Нет стенограмм разбирательства этого дела, но есть заключение по делу № 274. В этом заключении командующий ЧОН губернии В. Какоулин написал: «Мое впечатление: Голиков по идеологии неуравновешенный мальчишка, совершивший, пользуясь своим служебным положением, целый ряд преступлений».

Были, оказывается, проверочные комиссии. Так вот, председатель одной из проверочных комиссий, а именно т. Виттенберг, потребовал для Голикова суда и высшей меры наказания, то есть расстрела.

Биографы Голикова утверждают, что суд не состоялся.

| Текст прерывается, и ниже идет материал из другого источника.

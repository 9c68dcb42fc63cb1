// core/src/models.rs
use serde::{Deserialize, Serialize};

/// Antall punkter i MediaPipe Pose-vokabularet.
pub const LANDMARK_COUNT: usize = 33;

#[derive(Debug, Clone, Copy, Default, PartialEq, Serialize, Deserialize)]
pub struct Point2 {
    pub x: f64,
    pub y: f64,
}

impl Point2 {
    pub const fn new(x: f64, y: f64) -> Self {
        Self { x, y }
    }

    pub fn midpoint(a: Point2, b: Point2) -> Point2 {
        Point2::new((a.x + b.x) / 2.0, (a.y + b.y) / 2.0)
    }

    /// Normalisert [0,1] → piksler.
    #[inline]
    pub fn to_px(self, size: FrameSize) -> Point2 {
        Point2::new(self.x * size.width as f64, self.y * size.height as f64)
    }
}

#[derive(Debug, Clone, Copy, PartialEq, Eq, Serialize, Deserialize)]
pub struct FrameSize {
    pub width: u32,
    pub height: u32,
}

impl FrameSize {
    pub const fn new(width: u32, height: u32) -> Self {
        Self { width, height }
    }
}

#[derive(Debug, Clone, Copy, PartialEq, Eq, Default, Serialize, Deserialize)]
#[serde(rename_all = "lowercase")]
pub enum BodySide {
    #[default]
    Left,
    Right,
}

/// MediaPipe Pose-indekser (33 totalt).
#[derive(Debug, Clone, Copy, PartialEq, Eq, Hash, Serialize, Deserialize)]
#[serde(rename_all = "SCREAMING_SNAKE_CASE")]
#[repr(usize)]
pub enum LandmarkId {
    Nose = 0,
    LeftEyeInner = 1,
    LeftEye = 2,
    LeftEyeOuter = 3,
    RightEyeInner = 4,
    RightEye = 5,
    RightEyeOuter = 6,
    LeftEar = 7,
    RightEar = 8,
    MouthLeft = 9,
    MouthRight = 10,
    LeftShoulder = 11,
    RightShoulder = 12,
    LeftElbow = 13,
    RightElbow = 14,
    LeftWrist = 15,
    RightWrist = 16,
    LeftPinky = 17,
    RightPinky = 18,
    LeftIndex = 19,
    RightIndex = 20,
    LeftThumb = 21,
    RightThumb = 22,
    LeftHip = 23,
    RightHip = 24,
    LeftKnee = 25,
    RightKnee = 26,
    LeftAnkle = 27,
    RightAnkle = 28,
    LeftHeel = 29,
    RightHeel = 30,
    LeftFootIndex = 31,
    RightFootIndex = 32,
}

impl LandmarkId {
    #[inline]
    pub fn index(self) -> usize {
        self as usize
    }

    pub fn shoulder(side: BodySide) -> Self {
        match side {
            BodySide::Left => LandmarkId::LeftShoulder,
            BodySide::Right => LandmarkId::RightShoulder,
        }
    }

    pub fn elbow(side: BodySide) -> Self {
        match side {
            BodySide::Left => LandmarkId::LeftElbow,
            BodySide::Right => LandmarkId::RightElbow,
        }
    }

    pub fn wrist(side: BodySide) -> Self {
        match side {
            BodySide::Left => LandmarkId::LeftWrist,
            BodySide::Right => LandmarkId::RightWrist,
        }
    }
}

/// Ett sett normaliserte landemerker for én frame. Endres aldri etter bygging;
/// `with` gir en ny kopi.
#[derive(Debug, Clone, Copy, PartialEq, Serialize, Deserialize)]
#[serde(try_from = "Vec<[f64; 2]>", into = "Vec<[f64; 2]>")]
pub struct LandmarkSet {
    points: [Point2; LANDMARK_COUNT],
}

impl Default for LandmarkSet {
    fn default() -> Self {
        Self {
            points: [Point2::default(); LANDMARK_COUNT],
        }
    }
}

impl LandmarkSet {
    pub fn from_points(points: &[Point2]) -> Result<Self, String> {
        if points.len() != LANDMARK_COUNT {
            return Err(format!(
                "expected {} landmarks, got {}",
                LANDMARK_COUNT,
                points.len()
            ));
        }
        let mut out = Self::default();
        out.points.copy_from_slice(points);
        Ok(out)
    }

    #[must_use]
    pub fn with(mut self, id: LandmarkId, p: Point2) -> Self {
        self.points[id.index()] = p;
        self
    }

    #[inline]
    pub fn get(&self, id: LandmarkId) -> Point2 {
        self.points[id.index()]
    }

    #[inline]
    pub fn px(&self, id: LandmarkId, size: FrameSize) -> Point2 {
        self.get(id).to_px(size)
    }
}

impl TryFrom<Vec<[f64; 2]>> for LandmarkSet {
    type Error = String;

    fn try_from(raw: Vec<[f64; 2]>) -> Result<Self, Self::Error> {
        let pts: Vec<Point2> = raw.iter().map(|[x, y]| Point2::new(*x, *y)).collect();
        LandmarkSet::from_points(&pts)
    }
}

impl From<LandmarkSet> for Vec<[f64; 2]> {
    fn from(set: LandmarkSet) -> Self {
        set.points.iter().map(|p| [p.x, p.y]).collect()
    }
}

/// Én frame fra pose-kilden. `landmarks == None` betyr "ingen person funnet".
#[derive(Debug, Clone, Serialize, Deserialize)]
pub struct Frame {
    pub index: u64,
    pub width: u32,
    pub height: u32,
    #[serde(default)]
    pub landmarks: Option<LandmarkSet>,
}

impl Frame {
    pub fn new(index: u64, size: FrameSize, landmarks: Option<LandmarkSet>) -> Self {
        Self {
            index,
            width: size.width,
            height: size.height,
            landmarks,
        }
    }

    pub fn miss(index: u64, size: FrameSize) -> Self {
        Self::new(index, size, None)
    }

    #[inline]
    pub fn size(&self) -> FrameSize {
        FrameSize::new(self.width, self.height)
    }

    #[inline]
    pub fn has_pose(&self) -> bool {
        self.landmarks.is_some()
    }
}

#[cfg(test)]
mod tests {
    use super::*;

    #[test]
    fn landmark_set_rejects_wrong_length() {
        let raw = vec![[0.5, 0.5]; 12];
        assert!(LandmarkSet::try_from(raw).is_err());
    }

    #[test]
    fn px_scales_by_frame_size() {
        let set = LandmarkSet::default().with(LandmarkId::Nose, Point2::new(0.5, 0.25));
        let p = set.px(LandmarkId::Nose, FrameSize::new(640, 480));
        assert_eq!(p, Point2::new(320.0, 120.0));
    }
}
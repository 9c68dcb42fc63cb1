// core/src/reach.rs
use crate::calibration::Calibrator;
use crate::config::ReachConfig;
use crate::models::{Frame, LandmarkId, Point2};
use crate::types::ReachMetrics;

/// Sit-and-reach: løpende maks horisontal rekkevidde.
///
/// Origo = snitt hofte-x i første gyldige frame. Rekkevidde = snitt
/// håndledd-x minus origo. Skala fra hofte→ankel (fryses ved første måling).
#[derive(Debug, Clone)]
pub struct ReachTracker {
    calibrator: Calibrator,
    origin_x_px: Option<f64>,
    max_reach_px: f64,
}

/// Pikselmål fra én frame.
#[derive(Debug, Clone, Copy, PartialEq)]
pub struct ReachSample {
    pub hip_x: f64,
    pub wrist_x: f64,
    pub hip_to_ankle_px: f64,
}

impl ReachSample {
    pub fn from_frame(frame: &Frame) -> Option<Self> {
        let lm = frame.landmarks.as_ref()?;
        let size = frame.size();
        let mid = |a, b| Point2::midpoint(lm.px(a, size), lm.px(b, size));

        let hip = mid(LandmarkId::LeftHip, LandmarkId::RightHip);
        let ankle = mid(LandmarkId::LeftAnkle, LandmarkId::RightAnkle);
        let wrist = mid(LandmarkId::LeftWrist, LandmarkId::RightWrist);

        Some(Self {
            hip_x: hip.x,
            wrist_x: wrist.x,
            hip_to_ankle_px: (hip.y - ankle.y).abs(),
        })
    }
}

impl ReachTracker {
    pub fn new(cfg: ReachConfig) -> Self {
        Self {
            calibrator: Calibrator::new(cfg.hip_to_ankle_cm),
            origin_x_px: None,
            max_reach_px: 0.0,
        }
    }

    pub fn update(&mut self, frame: &Frame) -> bool {
        match ReachSample::from_frame(frame) {
            Some(s) => self.observe(s),
            None => false,
        }
    }

    /// Returnerer `true` hvis denne målingen frøs kalibreringen.
    pub fn observe(&mut self, s: ReachSample) -> bool {
        let origin = *self.origin_x_px.get_or_insert(s.hip_x);
        let reach = s.wrist_x - origin;

        let calibrated_now = self.calibrator.offer(s.hip_to_ankle_px);

        if reach > self.max_reach_px {
            self.max_reach_px = reach;
        }
        calibrated_now
    }

    pub fn scale(&self) -> Option<f64> {
        self.calibrator.scale()
    }

    pub fn max_reach_px(&self) -> f64 {
        self.max_reach_px
    }

    pub fn finalize(&self) -> ReachMetrics {
        ReachMetrics {
            max_reach_cm: self.calibrator.to_cm(self.max_reach_px),
            calibrated: self.calibrator.is_calibrated(),
        }
    }
}

impl Default for ReachTracker {
    fn default() -> Self {
        Self::new(ReachConfig::default())
    }
}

Научный сотрудник Института Истории Хакасии Сергей Михайлович Тодышев уверял меня, что суд был и что Голикова приговорили к расстрелу, но что Тухачевский (поделец Голикова по тамбовским кровопролитиям), находясь с то время на высоте государственного положения, спас своего бывшего подчиненного, отозвав его из Красноярска в Москву «для лечения». И то и другое правдоподобно, ибо к этому времени всем стало ясно, что Голикова нужно лечить. Что он не просто убийца (все чоновцы – убийцы), но что он убийца – псих, что он убийца – маньяк.

Воспоминания Бориса Германовича Закса (приведенные нами выше) о последующих годах жизни Голикова, ставшего с 1926 года уже Гайдаром, подтверждают это предположение. Но все-таки, сколько нужно было натворить, чтобы содрогнулось даже губернское чоновское начальство! Несомненно, сыграло роль и следующее немаловажное обстоятельство. В Тамбовской губернии истребляли русских мужиков (женщин, детей), но вокруг жили тоже русские люди, и истребители тоже считались – русские. В Хакасии же действия Голикова были направлены главным образом на «инородцев», на нацменьшинство. Тем самым эти действия как бы забивали клин между хакасами и русскими, ибо советская власть (сколько бы ни кричали об интернационализме) воспринималась всюду в стране, как власть русская. До сих пор еще талдычат на Западе: «Русские танки в Афганистане», «русские танки на улицах Будапешта», «Козырев – русский министр иностранных дел»… Тогда не исключено, что Голикова надо было наказать, дабы успокоить возмущение нацменьшинства (но тем не менее коренного населения Хакасии). Тогда не исключено, что для этого успокоения вынесли Голикову суровый приговор, а потом вместо расстрела тихонько отправили его на лечение в Москву. Чоновец чоновцу глаз не выклюет. Но из партии его все-таки исключили. А это по тем временам – не мало. И ни за что, за какие-нибудь мелочи едва ли вынесли бы такое решение. Хотя биографы и утверждают, что он ни разу с просьбой восстановить его в партии не обращался, что со стороны Голикова благоразумно, ибо при новом разбирательстве дела опять всплыли бы его «деяния» в Хакасии, но существует фольклор, что все-таки Голиков писал в ЦК с просьбой о реабилитации, на что Иосиф Виссарионович с присущим ему лаконизмом и ставя последнюю точку на «деле» сказал: «Мы-то его может быть и простили бы. Но простят ли его хакасы». А потом десятки разных школ, пионерских отрядов, пионерских лагерей, кинотеатров, улиц, домов культуры назвали именем Аркадия Гайдара, да так и зовут до сих пор.